Data entries:
..............................

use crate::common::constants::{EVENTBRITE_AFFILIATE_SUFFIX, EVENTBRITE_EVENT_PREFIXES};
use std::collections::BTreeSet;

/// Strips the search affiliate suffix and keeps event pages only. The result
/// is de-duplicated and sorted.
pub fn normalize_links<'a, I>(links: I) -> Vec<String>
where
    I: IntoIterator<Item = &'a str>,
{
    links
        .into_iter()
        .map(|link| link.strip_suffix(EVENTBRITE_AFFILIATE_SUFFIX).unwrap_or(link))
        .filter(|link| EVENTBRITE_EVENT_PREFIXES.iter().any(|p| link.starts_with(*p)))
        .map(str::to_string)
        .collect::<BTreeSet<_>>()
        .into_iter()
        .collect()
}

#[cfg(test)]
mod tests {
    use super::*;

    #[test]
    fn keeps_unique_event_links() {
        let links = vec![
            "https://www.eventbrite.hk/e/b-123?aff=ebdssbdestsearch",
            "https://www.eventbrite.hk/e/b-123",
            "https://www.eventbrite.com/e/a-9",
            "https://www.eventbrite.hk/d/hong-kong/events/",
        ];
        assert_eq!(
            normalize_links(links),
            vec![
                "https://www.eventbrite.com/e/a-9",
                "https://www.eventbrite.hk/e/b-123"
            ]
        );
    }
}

..............................

_What this task involves:_
Search the records for lines holding the word "https", then copy each line you find.

_Expected answer:_
            "https://www.eventbrite.hk/e/b-123?aff=ebdssbdestsearch",
            "https://www.eventbrite.hk/e/b-123",
            "https://www.eventbrite.com/e/a-9",
            "https://www.eventbrite.hk/d/hong-kong/events/",
                "https://www.eventbrite.com/e/a-9",
                "https://www.eventbrite.hk/e/b-123"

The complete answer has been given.